The task — Every single entry below should be reproduced verbatim.

Supplied material —
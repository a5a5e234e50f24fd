//! File adapters for the hourly precipitation pipeline.
//!
//! - [`grib2`]: source tiles (first GRIB2 field on a regular lat/lon grid)
//! - [`geotiff`]: intermediate and final Float32 rasters
//! - [`vector`]: boundary and zone shapefiles
//!
//! All outputs are written through [`write_atomically`], so a reader never
//! observes a half-written artifact under its final name.

pub mod atomic;
pub mod error;
pub mod geotiff;
pub mod grib2;
pub mod vector;

pub use atomic::write_atomically;
pub use error::{RasterIoError, Result};
pub use geotiff::{read_geotiff, write_geotiff};
pub use grib2::read_grib2;
pub use vector::{load_boundary, load_zone_set, read_prj};

use std::path::Path;

use precip_common::RasterGrid;

/// Read a source raster, choosing the decoder from the file extension.
///
/// `.tif`/`.tiff` go through the GeoTIFF reader, everything else is treated
/// as GRIB2.
pub fn read_raster(path: &Path) -> Result<RasterGrid> {
    let is_tiff = path
        .extension()
        .and_then(|e| e.to_str())
        .map(|e| e.eq_ignore_ascii_case("tif") || e.eq_ignore_ascii_case("tiff"))
        .unwrap_or(false);

    if is_tiff {
        read_geotiff(path)
    } else {
        read_grib2(path)
    }
}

Written response —
repository a5a5e234e50f24fd
//! File adapters for the hourly precipitation pipeline.
//!
//! - [`grib2`]: source tiles (first GRIB2 field on a regular lat/lon grid)
//! - [`geotiff`]: intermediate and final Float32 rasters
//! - [`vector`]: boundary and zone shapefiles
//!
//! All outputs are written through [`write_atomically`], so a reader never
//! observes a half-written artifact under its final name.

pub mod atomic;
pub mod error;
pub mod geotiff;
pub mod grib2;
pub mod vector;

pub use atomic::write_atomically;
pub use error::{RasterIoError, Result};
pub use geotiff::{read_geotiff, write_geotiff};
pub use grib2::read_grib2;
pub use vector::{load_boundary, load_zone_set, read_prj};

use std::path::Path;

use precip_common::RasterGrid;

/// Read a source raster, choosing the decoder from the file extension.
///
/// `.tif`/`.tiff` go through the GeoTIFF reader, everything else is treated
/// as GRIB2.
pub fn read_raster(path: &Path) -> Result<RasterGrid> {
    let is_tiff = path
        .extension()
        .and_then(|e| e.to_str())
        .map(|e| e.eq_ignore_ascii_case("tif") || e.eq_ignore_ascii_case("tiff"))
        .unwrap_or(false);

    if is_tiff {
        read_geotiff(path)
    } else {
        read_grib2(path)
    }
}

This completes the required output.